Adult mammalian hematopoietic stem cells (HSCs) constitute a heterogeneous population responsible for generating various cell types in the blood throughout adulthood. Gene expression programs underlying regulation of self-renewal and differentiation of HSCs are tightly regulated. However, how post-transcriptional regulation of gene expression influences HSCs and hematopoiesis remains largely unexplored. Here, we report the critical role of CNOT3, a subunit of the CCR4-NOT complex, in regulating hematopoietic stem cells (HSCs) function in adult hematopoiesis.
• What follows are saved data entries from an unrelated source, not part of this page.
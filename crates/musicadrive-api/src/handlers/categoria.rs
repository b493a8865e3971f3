//! Categoria handlers. Listing is public; mutation is staff-only.

use axum::Json;
use axum::extract::{Path, State};
use uuid::Uuid;

use musicadrive_entity::categoria::{Categoria, CreateCategoria, UpdateCategoria};

use crate::dto::response::{ApiResponse, MessageResponse};
use crate::error::ApiError;
use crate::extractors::AuthUser;
use crate::state::AppState;

/// GET /api/categorias
pub async fn list_categorias(
    State(state): State<AppState>,
) -> Result<Json<ApiResponse<Vec<Categoria>>>, ApiError> {
    let categorias = state.categoria_service.list().await?;
    Ok(Json(ApiResponse::ok(categorias)))
}

/// POST /api/admin/categorias
pub async fn create_categoria(
    State(state): State<AppState>,
    auth: AuthUser,
    Json(req): Json<CreateCategoria>,
) -> Result<Json<ApiResponse<Categoria>>, ApiError> {
    let categoria = state.categoria_service.create(auth.context(), req).await?;
    Ok(Json(ApiResponse::ok(categoria)))
}

/// PUT /api/admin/categorias/{id}
pub async fn update_categoria(
    State(state): State<AppState>,
    auth: AuthUser,
    Path(id): Path<Uuid>,
    Json(req): Json<UpdateCategoria>,
) -> Result<Json<ApiResponse<Categoria>>, ApiError> {
    let categoria = state
        .categoria_service
        .update(auth.context(), id, req)
        .await?;
    Ok(Json(ApiResponse::ok(categoria)))
}

/// DELETE /api/admin/categorias/{id}
pub async fn delete_categoria(
    State(state): State<AppState>,
    auth: AuthUser,
    Path(id): Path<Uuid>,
) -> Result<Json<ApiResponse<MessageResponse>>, ApiError> {
    state.categoria_service.delete(auth.context(), id).await?;
    Ok(Json(ApiResponse::ok(MessageResponse::new(
        "Categoria deleted",
    ))))
}
//! JWT token creation and validation.

pub mod claims;
pub mod decoder;
pub mod encoder;

pub use claims::{Claims, TokenType};
pub use decoder::JwtDecoder;
pub use encoder::{JwtEncoder, TokenPair};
We observed that Cnot3 mRNA is highly expressed in HSCs and CNOT3 ablation in the murine Cnot3 conditional knockout mouse model resulted in anemia, reduced bone marrow cellularity and enhanced extramedullary hematopoiesis in spleen. Deletion of Cnot3 resulted in the early expansion of immunophenotypic HSCs which were then progressively lost over time. Cnot3 knockout hematopoietic stem/progenitor cells (HSPCs) failed to reconstitute hematopoietic systems of recipient animals in transplantation assays. Single-cell RNA sequencing (scRNA-seq) analysis of HSPCs revealed disruptions in lineage development and loss of HSCs. Transcriptomic profiling and cell cycle analysis demonstrated that Cnot3 deletion led to increased cycling activity in HSCs. Our results indicate that CNOT3 is critical for maintenance of homeostasis in HSCs and the hematopoietic system.